The rate of increase across the entire nation was 10%. There are 29 judicial districts that saw a rate of increase greater than 10%. Those judicial districts fall principally in three areas: the plains and west coast, the upper Midwest, and the northeast. Thus, the national statistics do mask a great deal of regional variation. I'll stop there -- my flight is about to get called.
ATL needs to do a story about how many lawyers endured through 20 hour per days and 300+ hour per months, how many partnerships crumbled due to the absence and stress related to lawyers trying to help save a business, how getting a car service to take you home at 4 a.m. is not a pleasure but a must because the lawyer is so fatigued that he might not make it home if they chose to drive themselves, use a taxi or some form of public transportation.
Posted by: Bankruptman | May 11, 2010 at 08:35 PM
I only looked at one court, the one in which I am the clerk, and though it is represented on your map as having 1-10% growth, our growth for the first four months of 2010 over 2009 is 12.9%. Oklahoma Northern, the little white area in the north east corner of Oklahoma should be red. Are there any others that should? 1,279 filings January through April 2009; 1,445 filings January through April 2010.
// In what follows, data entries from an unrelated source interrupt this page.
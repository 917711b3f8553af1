//! Commit ceiling enforcement.
//!
//! [`CommitLimiter`] is the single source of truth for how many words may
//! still be committed. It is lock-free so contexts sharing one limiter do
//! not serialize on it, and it never blocks: callers see success or
//! failure immediately.

use std::sync::atomic::{AtomicUsize, Ordering};

/// Atomic counter of committed words with an optional ceiling.
#[derive(Debug)]
pub struct CommitLimiter {
    committed: AtomicUsize,
    /// Ceiling in words; zero means unlimited.
    limit: usize,
}

// Compile-time assertion: CommitLimiter must be Send + Sync.
const _: fn() = || {
    fn assert<T: Send + Sync>() {}
    assert::<CommitLimiter>();
};

impl CommitLimiter {
    /// Create a limiter with the given ceiling. Zero means unlimited.
    pub fn new(limit_words: usize) -> Self {
        Self {
            committed: AtomicUsize::new(0),
            limit: limit_words,
        }
    }

    /// Create a limiter without a ceiling.
    pub fn unlimited() -> Self {
        Self::new(0)
    }

    /// Atomically add `words` if that keeps the total within the ceiling.
    ///
    /// Returns `false` and leaves the counter untouched otherwise.
    pub fn try_commit(&self, words: usize) -> bool {
        let ceiling = self.ceiling();
        self.committed
            .fetch_update(Ordering::AcqRel, Ordering::Acquire, |current| {
                current
                    .checked_add(words)
                    .filter(|&total| total <= ceiling)
            })
            .is_ok()
    }

    /// Atomically subtract `words`.
    ///
    /// # Panics
    ///
    /// Panics if more words are uncommitted than were ever committed.
    pub fn uncommit(&self, words: usize) {
        let result = self
            .committed
            .fetch_update(Ordering::AcqRel, Ordering::Acquire, |current| {
                current.checked_sub(words)
            });
        invariant!(
            result.is_ok(),
            "commit limiter underflow: uncommitting {words} words, {} committed",
            self.committed_words()
        );
    }

    /// Words currently committed against this limiter.
    pub fn committed_words(&self) -> usize {
        self.committed.load(Ordering::Acquire)
    }

    /// The configured ceiling; zero means unlimited.
    pub fn limit_words(&self) -> usize {
        self.limit
    }

    /// Whether a ceiling is in force.
    pub fn is_limited(&self) -> bool {
        self.limit != 0
    }

    /// Words that could still be committed right now.
    pub fn possible_expansion_words(&self) -> usize {
        self.ceiling().saturating_sub(self.committed_words())
    }

    fn ceiling(&self) -> usize {
        if self.limit == 0 {
            usize::MAX
        } else {
            self.limit
        }
    }
}

impl Default for CommitLimiter {
    fn default() -> Self {
        Self::unlimited()
    }
}
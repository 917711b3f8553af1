//! Per-loader arena pairs.
//!
//! A class-loading unit allocates class structures and everything else
//! from two arenas. With a separate class context the class arena draws
//! from it; without one, class metadata shares the non-class arena.

use chunkspace_core::{ArenaError, ClientCategory, MetadataType, VerifyError, WordAddr};
use chunkspace_stats::ClmsStats;

use crate::arena::Arena;
use crate::context::Context;

/// The arenas of one class-loading unit.
#[derive(Debug)]
pub struct LoaderSpace {
    category: ClientCategory,
    nonclass: Arena,
    class: Option<Arena>,
}

impl LoaderSpace {
    /// Create the arenas for a unit of `category`.
    pub fn new(nonclass: &Context, class: Option<&Context>, category: ClientCategory) -> Self {
        Self {
            category,
            nonclass: nonclass.create_arena(category, false),
            class: class.map(|ctx| ctx.create_arena(category, true)),
        }
    }

    /// Client category.
    pub fn category(&self) -> ClientCategory {
        self.category
    }

    fn arena(&self, kind: MetadataType) -> &Arena {
        match (kind, &self.class) {
            (MetadataType::Class, Some(class)) => class,
            _ => &self.nonclass,
        }
    }

    /// The non-class arena.
    pub fn nonclass_arena(&self) -> &Arena {
        &self.nonclass
    }

    /// The class arena, if a class context was supplied.
    pub fn class_arena(&self) -> Option<&Arena> {
        self.class.as_ref()
    }

    /// Allocate `words` from the arena serving `kind`.
    pub fn allocate(&self, words: usize, kind: MetadataType) -> Result<WordAddr, ArenaError> {
        self.arena(kind).allocate(words)
    }

    /// Deallocate a span from the arena serving `kind`.
    pub fn deallocate(&self, addr: WordAddr, words: usize, kind: MetadataType) -> Result<(), ArenaError> {
        self.arena(kind).deallocate(addr, words)
    }

    /// Words in use across both arenas.
    pub fn used_words(&self) -> usize {
        self.nonclass.used_words() + self.class.as_ref().map_or(0, Arena::used_words)
    }

    /// Statistics of both arenas.
    pub fn statistics(&self) -> ClmsStats {
        ClmsStats {
            arena_stats_nonclass: self.nonclass.statistics(),
            arena_stats_class: self
                .class
                .as_ref()
                .map(Arena::statistics)
                .unwrap_or_default(),
        }
    }

    /// Check both arenas.
    pub fn verify(&self) -> Result<(), VerifyError> {
        self.nonclass.verify()?;
        if let Some(class) = &self.class {
            class.verify()?;
        }
        self.statistics().verify()
    }
}

#[cfg(test)]
mod tests {
    use super::*;
    use crate::config::ContextConfig;

    #[test]
    fn class_metadata_goes_to_class_context() {
        let nonclass = Context::create(ContextConfig::new("non-class")).unwrap();
        let class = Context::create(ContextConfig::non_expandable("class", 64 * 1024, 0)).unwrap();
        let loader = LoaderSpace::new(&nonclass, Some(&class), ClientCategory::Standard);
        loader.allocate(40, MetadataType::Class).unwrap();
        loader.allocate(100, MetadataType::NonClass).unwrap();
        assert_eq!(class.counters().used_words, 40);
        assert_eq!(nonclass.counters().used_words, 100);
        assert_eq!(loader.used_words(), 140);
        let stats = loader.statistics();
        assert_eq!(stats.arena_stats_class.totals().used_words, 40);
        assert_eq!(stats.totals().totals().used_words, 140);
        loader.verify().unwrap();
    }

    #[test]
    fn without_class_context_everything_is_non_class() {
        let ctx = Context::create(ContextConfig::new("only")).unwrap();
        let loader = LoaderSpace::new(&ctx, None, ClientCategory::Reflection);
        let a = loader.allocate(7, MetadataType::Class).unwrap();
        loader.deallocate(a, 7, MetadataType::Class).unwrap();
        assert!(loader.class_arena().is_none());
        assert_eq!(loader.statistics().arena_stats_class.totals().num, 0);
        assert_eq!(loader.nonclass_arena().statistics().free_blocks_num, 1);
    }

    #[test]
    fn dropping_loader_frees_both_contexts() {
        let nonclass = Context::create(ContextConfig::new("n")).unwrap();
        let class = Context::create(ContextConfig::new("c")).unwrap();
        let loader = LoaderSpace::new(&nonclass, Some(&class), ClientCategory::Boot);
        loader.allocate(1000, MetadataType::Class).unwrap();
        loader.allocate(1000, MetadataType::NonClass).unwrap();
        drop(loader);
        for ctx in [&nonclass, &class] {
            assert_eq!(ctx.counters().used_words, 0);
            ctx.verify(true).unwrap();
        }
    }
}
Posted by: MichaelWilliams | May 13, 2010 at 12:05 PM
I got a similar comment from another court. The title on the graph is not very clear. The comparison is the first four months of 2010 as compared to ALL OF 2009. Whether that is a good metric can be debated, but I believe the math is right. (Let me know if it's not.) Comparing the Jan. - Apr. 2010 to all of 2009 has the benefit of capturing the most recent data, but perhaps the downside that is not an apples-to-apples comparison.
Posted by: Bob Lawless | May 13, 2010 at 12:23 PM
Ya, I think we had 900 locally last year, 700 something the year before. To date the case numbers are showing we are now in the 400s. We are a little more than 1/4th of that. So ya I guess we are within that 6-10% projected increase. Who knows though? Summers coming and we have no clue where the oil column (the oil that has not risen to the surface in the gulf) is. Fishing guides are already having a hard time with the recession. If local shrimpers, guides etc. can't fish we could see a "gusher" of new bk filings. Not to mention all the stinking tar balls I will have to scrape from my feet and surfboards! Will have to take Vaseline to the beach every time!